# [The input]
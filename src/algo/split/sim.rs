//! Split simulation.
//!
//! Each predicate lays out the sub-triangles a split would produce in a
//! stack-local scratch copy, scores them, and accepts only if every one of
//! them passes the gate. The mesh is never touched.

use nalgebra::Point3;

use super::pattern::{self, EdgePoints, SplitPattern};
use crate::algo::quality::{QualityGate, QualityOracle};
use crate::error::{MeshError, Result};
use crate::mesh::{ElementId, PointId, TriMesh};

/// Whether splitting the single marked edge of `k` yields acceptable
/// triangles.
///
/// # Errors
/// [`MeshError::InvalidSplitPattern`]
/// if the flag of `k` is not a one-edge pattern.
pub fn split1_sim<Q: QualityOracle>(
    mesh: &TriMesh,
    k: ElementId,
    vx: &EdgePoints,
    gate: &QualityGate<Q>,
) -> Result<bool> {
    let tri = mesh.element(k);
    let tau = pattern::one_edge(tri.flag)?;
    let m = pattern::inserted(vx, tau[0])?;
    let layout = pattern::one_edge_layout(tri.v, tau, m);
    Ok(accepts_layout(mesh, k, &layout, gate))
}

/// Whether splitting the two marked edges of `k` yields acceptable
/// triangles.
///
/// # Errors
/// [`MeshError::InvalidSplitPattern`]
/// if the flag of `k` is not a two-edge pattern.
pub fn split2_sim<Q: QualityOracle>(
    mesh: &TriMesh,
    k: ElementId,
    vx: &EdgePoints,
    gate: &QualityGate<Q>,
) -> Result<bool> {
    let tri = mesh.element(k);
    let tau = pattern::two_edge(tri.flag)?;
    let m1 = pattern::inserted(vx, tau[1])?;
    let m2 = pattern::inserted(vx, tau[2])?;
    let layout = pattern::two_edge_layout(tri.v, tau, m1, m2);
    Ok(accepts_layout(mesh, k, &layout, gate))
}

/// Whether splitting all three edges of `k` yields acceptable triangles.
///
/// # Errors
/// [`MeshError::InvalidSplitPattern`]
/// if the flag of `k` is not 7.
pub fn split3_sim<Q: QualityOracle>(
    mesh: &TriMesh,
    k: ElementId,
    vx: &EdgePoints,
    gate: &QualityGate<Q>,
) -> Result<bool> {
    let tri = mesh.element(k);
    pattern::three_edge(tri.flag)?;
    let m = [
        pattern::inserted(vx, 0)?,
        pattern::inserted(vx, 1)?,
        pattern::inserted(vx, 2)?,
    ];
    let layout = pattern::three_edge_layout(tri.v, m);
    Ok(accepts_layout(mesh, k, &layout, gate))
}

/// Simulate the split of `k` according to its flag.
///
/// # Errors
/// [`MeshError::InvalidSplitPattern`] for a flag outside `1..=7`.
pub fn split_sim<Q: QualityOracle>(
    mesh: &TriMesh,
    k: ElementId,
    vx: &EdgePoints,
    gate: &QualityGate<Q>,
) -> Result<bool> {
    let flag = mesh.element(k).flag;
    match SplitPattern::from_flag(flag) {
        Some(SplitPattern::One { .. }) => split1_sim(mesh, k, vx, gate),
        Some(SplitPattern::Two { .. }) => split2_sim(mesh, k, vx, gate),
        Some(SplitPattern::Three) => split3_sim(mesh, k, vx, gate),
        None => Err(MeshError::InvalidSplitPattern {
            flag,
            edges: flag.count_ones() as usize,
        }),
    }
}

fn accepts_layout<Q: QualityOracle>(mesh: &TriMesh, k: ElementId, layout: &[[PointId; 3]], gate: &QualityGate<Q>) -> bool {
    for (child, scratch) in layout.iter().enumerate() {
        let positions: [Point3<f64>; 3] = scratch.map(|p| *mesh.position(p));
        let score = gate.score(&positions);
        if !gate.passes(score) {
            log::trace!("split of {k:?} vetoed: sub-triangle {child} scores {score:e}");
            return false;
        }
    }
    true
}

#[cfg(test)]
mod tests {
    use super::*;
    use crate::mesh::{build_from_triangles, Point};

    fn equilateral() -> TriMesh {
        let h = 3.0_f64.sqrt() / 2.0;
        let vertices = vec![
            Point3::new(0.0, 0.0, 0.0),
            Point3::new(1.0, 0.0, 0.0),
            Point3::new(0.5, h, 0.0),
        ];
        build_from_triangles(&vertices, &[[0, 1, 2]]).unwrap()
    }

    fn midpoints(mesh: &mut TriMesh, k: ElementId) -> [PointId; 3] {
        let v = mesh.element(k).v;
        [0, 1, 2].map(|i| {
            let a = mesh.position(v[crate::mesh::NEXT[i]]);
            let b = mesh.position(v[crate::mesh::PREV[i]]);
            let mid = nalgebra::center(a, b);
            mesh.add_point(Point::new(mid)).unwrap()
        })
    }

    #[test]
    fn test_well_shaped_splits_pass() {
        let mut mesh = equilateral();
        let k = ElementId::new(1);
        let m = midpoints(&mut mesh, k);
        let gate = QualityGate::default();

        for flag in [1u8, 2, 4] {
            mesh.element_mut(k).flag = flag;
            let mut vx = [None; 3];
            vx[flag.trailing_zeros() as usize] = Some(m[flag.trailing_zeros() as usize]);
            assert!(split1_sim(&mesh, k, &vx, &gate).unwrap());
        }
        for flag in [3u8, 5, 6] {
            mesh.element_mut(k).flag = flag;
            let vx = [0, 1, 2].map(|i| (flag & (1 << i) != 0).then_some(m[i]));
            assert!(split2_sim(&mesh, k, &vx, &gate).unwrap());
        }
        mesh.element_mut(k).flag = 7;
        assert!(split3_sim(&mesh, k, &m.map(Some), &gate).unwrap());
    }

    #[test]
    fn test_single_bad_child_vetoes() {
        let mut mesh = equilateral();
        let k = ElementId::new(1);
        // A point on the extension of edge 2 inverts one of the children.
        let outside = mesh.add_point(Point::planar(2.0, 0.0)).unwrap();
        mesh.element_mut(k).flag = 4;
        let vx = [None, None, Some(outside)];
        assert!(!split1_sim(&mesh, k, &vx, &QualityGate::default()).unwrap());
    }

    #[test]
    fn test_sim_does_not_mutate() {
        let mut mesh = equilateral();
        let k = ElementId::new(1);
        let m = midpoints(&mut mesh, k);
        mesh.element_mut(k).flag = 7;
        let before = *mesh.element(k);
        split3_sim(&mesh, k, &m.map(Some), &QualityGate::default()).unwrap();
        assert_eq!(*mesh.element(k), before);
        assert_eq!(mesh.num_elements(), 1);
    }

    #[test]
    fn test_contract_violations() {
        let mut mesh = equilateral();
        let k = ElementId::new(1);
        let m = midpoints(&mut mesh, k);
        let gate = QualityGate::default();

        mesh.element_mut(k).flag = 3;
        assert!(split1_sim(&mesh, k, &m.map(Some), &gate).is_err());

        mesh.element_mut(k).flag = 1;
        assert!(split1_sim(&mesh, k, &[None, Some(m[1]), None], &gate).is_err());

        mesh.element_mut(k).flag = 0;
        assert_eq!(
            split_sim(&mesh, k, &m.map(Some), &gate).unwrap_err(),
            MeshError::InvalidSplitPattern { flag: 0, edges: 0 }
        );
        mesh.element_mut(k).flag = 5;
        assert!(split_sim(&mesh, k, &m.map(Some), &gate).unwrap());
    }
}
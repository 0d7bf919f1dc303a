//! The simplex mesh container.
//!
//! A [`SimplexMesh`] owns the point and element arenas together with the
//! structures derived from them: the adjacency table, the geometric edge hash
//! and the persisted edge and boundary-facet lists rebuilt by compaction.

use std::collections::HashMap;

use nalgebra::Point3;

use super::adjacency::{Adjacency, FaceRef};
use super::arena::Arena;
use super::edge_hash::{EdgeHash, GeomEdge};
use super::element::{BoundaryFacet, Element, Tetrahedron, Triangle, XTetra};
use super::index::{EdgeKey, ElementId, PointId, XTetraId};
use super::point::Point;
use crate::config::ArenaConfig;
use crate::error::Result;

/// A planar triangle mesh.
pub type TriMesh = SimplexMesh<Triangle>;

/// A tetrahedral mesh.
pub type TetMesh = SimplexMesh<Tetrahedron>;

/// Mesh made of simplices of kind `E`.
#[derive(Debug, Clone)]
pub struct SimplexMesh<E: Element> {
    pub(crate) points: Arena<PointId, Point>,
    pub(crate) elements: Arena<ElementId, E>,
    pub(crate) adjacency: Adjacency,
    pub(crate) xtetra: Vec<XTetra>,
    pub(crate) edge_hash: EdgeHash,
    pub(crate) edges: Vec<GeomEdge>,
    pub(crate) boundary: Vec<BoundaryFacet>,
    /// Halves of split edges waiting for the element across to be split.
    pub(crate) hanging: HashMap<EdgeKey, FaceRef>,
    pub(crate) base: i32,
}

impl<E: Element> SimplexMesh<E> {
    /// Create an empty mesh with room for `points` points and `elements`
    /// elements, or the configured minimums if larger.
    pub fn with_capacity(config: &ArenaConfig, points: usize, elements: usize) -> Self {
        let point_capacity = points.max(config.initial_points);
        let element_capacity = elements.max(config.initial_elements);
        Self {
            points: Arena::new("point", point_capacity, config.max_points, config.growth),
            elements: Arena::new(E::KIND, element_capacity, config.max_elements, config.growth),
            adjacency: Adjacency::new(E::FACES, element_capacity),
            xtetra: Vec::new(),
            edge_hash: EdgeHash::new(),
            edges: Vec::new(),
            boundary: Vec::new(),
            hanging: HashMap::new(),
            base: 0,
        }
    }

    // ==================== Accessors ====================

    /// Number of live points.
    #[inline]
    pub fn num_points(&self) -> usize {
        self.points.len()
    }

    /// Number of live elements.
    #[inline]
    pub fn num_elements(&self) -> usize {
        self.elements.len()
    }

    /// The point arena.
    #[inline]
    pub fn points(&self) -> &Arena<PointId, Point> {
        &self.points
    }

    /// The element arena.
    #[inline]
    pub fn elements(&self) -> &Arena<ElementId, E> {
        &self.elements
    }

    /// The adjacency table.
    #[inline]
    pub fn adjacency(&self) -> &Adjacency {
        &self.adjacency
    }

    /// Get a point.
    ///
    /// # Panics
    /// Panics if the point is not live.
    #[inline]
    pub fn point(&self, id: PointId) -> &Point {
        &self.points[id]
    }

    /// Get a point mutably.
    #[inline]
    pub fn point_mut(&mut self, id: PointId) -> &mut Point {
        &mut self.points[id]
    }

    /// Position of a point.
    #[inline]
    pub fn position(&self, id: PointId) -> &Point3<f64> {
        &self.points[id].position
    }

    /// Get an element.
    ///
    /// # Panics
    /// Panics if the element is not live.
    #[inline]
    pub fn element(&self, id: ElementId) -> &E {
        &self.elements[id]
    }

    /// Get an element mutably.
    #[inline]
    pub fn element_mut(&mut self, id: ElementId) -> &mut E {
        &mut self.elements[id]
    }

    /// The face across `(element, face)`, if any.
    #[inline]
    pub fn neighbor(&self, element: ElementId, face: usize) -> Option<FaceRef> {
        self.adjacency.get(element, face)
    }

    /// Geometric edge table.
    #[inline]
    pub fn edge_hash(&self) -> &EdgeHash {
        &self.edge_hash
    }

    /// Geometric edge table, mutably.
    #[inline]
    pub fn edge_hash_mut(&mut self) -> &mut EdgeHash {
        &mut self.edge_hash
    }

    /// Geometric edges materialized by the last compaction.
    #[inline]
    pub fn edges(&self) -> &[GeomEdge] {
        &self.edges
    }

    /// Boundary facets derived by the last compaction.
    #[inline]
    pub fn boundary(&self) -> &[BoundaryFacet] {
        &self.boundary
    }

    /// Extended boundary data of tetrahedra.
    #[inline]
    pub fn xtetra(&self) -> &[XTetra] {
        &self.xtetra
    }

    /// Number of split half-edges still waiting for their neighbour.
    #[inline]
    pub fn hanging_edges(&self) -> usize {
        self.hanging.len()
    }

    /// Current generation marker.
    #[inline]
    pub fn base(&self) -> i32 {
        self.base
    }

    /// Start a new generation and return its marker.
    pub fn next_base(&mut self) -> i32 {
        self.base += 1;
        self.base
    }

    // ==================== Mutation ====================

    /// Add a point, growing the arena if needed.
    ///
    /// # Errors
    /// [`MeshError::ArenaExhausted`](crate::error::MeshError::ArenaExhausted)
    /// if the point limit is reached.
    pub fn add_point(&mut self, point: Point) -> Result<PointId> {
        self.points.alloc_or_grow(point)
    }

    /// Add an element with no neighbours, growing the arena if needed.
    ///
    /// # Errors
    /// [`MeshError::ArenaExhausted`](crate::error::MeshError::ArenaExhausted)
    /// if the element limit is reached.
    pub fn add_element(&mut self, element: E) -> Result<ElementId> {
        let id = self.elements.alloc_or_grow(element)?;
        self.adjacency.resize(self.elements.capacity());
        self.adjacency.clear_row(id);
        Ok(id)
    }

    /// Add extended boundary data and return its id.
    pub fn add_xtetra(&mut self, xtetra: XTetra) -> XTetraId {
        self.xtetra.push(xtetra);
        XTetraId::new(self.xtetra.len())
    }

    /// Remove an element, detaching it from its neighbours.
    pub fn remove_element(&mut self, id: ElementId) -> Option<E> {
        if !self.elements.contains(id) {
            return None;
        }
        for face in 0..E::FACES {
            self.adjacency.unlink(id, face);
        }
        self.hanging.retain(|_, side| side.element != id);
        self.elements.free(id)
    }

    /// Remove a point. Elements still referencing it become dangling.
    pub fn remove_point(&mut self, id: PointId) -> Option<Point> {
        self.points.free(id)
    }
}

impl TriMesh {
    /// Positions of the vertices of a triangle.
    pub fn triangle_positions(&self, id: ElementId) -> [Point3<f64>; 3] {
        self.elements[id].v.map(|p| self.points[p].position)
    }
}

#[cfg(test)]
mod tests {
    use super::*;
    use crate::mesh::adjacency::FaceRef;

    fn tiny() -> ArenaConfig {
        ArenaConfig::default().with_initial(2, 1).with_limits(8, 8)
    }

    fn triangle(mesh: &mut TriMesh) -> ElementId {
        let a = mesh.add_point(Point::planar(0.0, 0.0)).unwrap();
        let b = mesh.add_point(Point::planar(1.0, 0.0)).unwrap();
        let c = mesh.add_point(Point::planar(0.0, 1.0)).unwrap();
        mesh.add_element(Triangle::new([a, b, c])).unwrap()
    }

    #[test]
    fn test_add_grows_arenas() {
        let mut mesh = TriMesh::with_capacity(&tiny(), 0, 0);
        let k = triangle(&mut mesh);
        let l = mesh.add_element(*mesh.element(k)).unwrap();

        assert_eq!(mesh.num_points(), 3);
        assert_eq!(mesh.num_elements(), 2);
        assert!(mesh.points().capacity() >= 3);
        assert_eq!(mesh.neighbor(l, 0), None);
        assert_eq!(mesh.triangle_positions(k)[1], Point3::new(1.0, 0.0, 0.0));
    }

    #[test]
    fn test_remove_element_detaches_neighbours() {
        let mut mesh = TriMesh::with_capacity(&tiny(), 0, 0);
        let k = triangle(&mut mesh);
        let l = mesh.add_element(*mesh.element(k)).unwrap();
        mesh.adjacency.link(FaceRef::new(k, 1), FaceRef::new(l, 1));

        assert!(mesh.remove_element(l).is_some());
        assert_eq!(mesh.neighbor(k, 1), None);
        assert_eq!(mesh.num_elements(), 1);
        assert!(mesh.remove_element(l).is_none());
    }

    #[test]
    fn test_next_base() {
        let mut mesh = TriMesh::with_capacity(&tiny(), 0, 0);
        assert_eq!(mesh.base(), 0);
        assert_eq!(mesh.next_base(), 1);
        assert_eq!(mesh.base(), 1);
    }
}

# [What you will do]
Whenever a line includes the word "derived", pull it out of the entries.

# [Answer section]
//! structures derived from them: the adjacency table, the geometric edge hash
    /// Boundary facets derived by the last compaction.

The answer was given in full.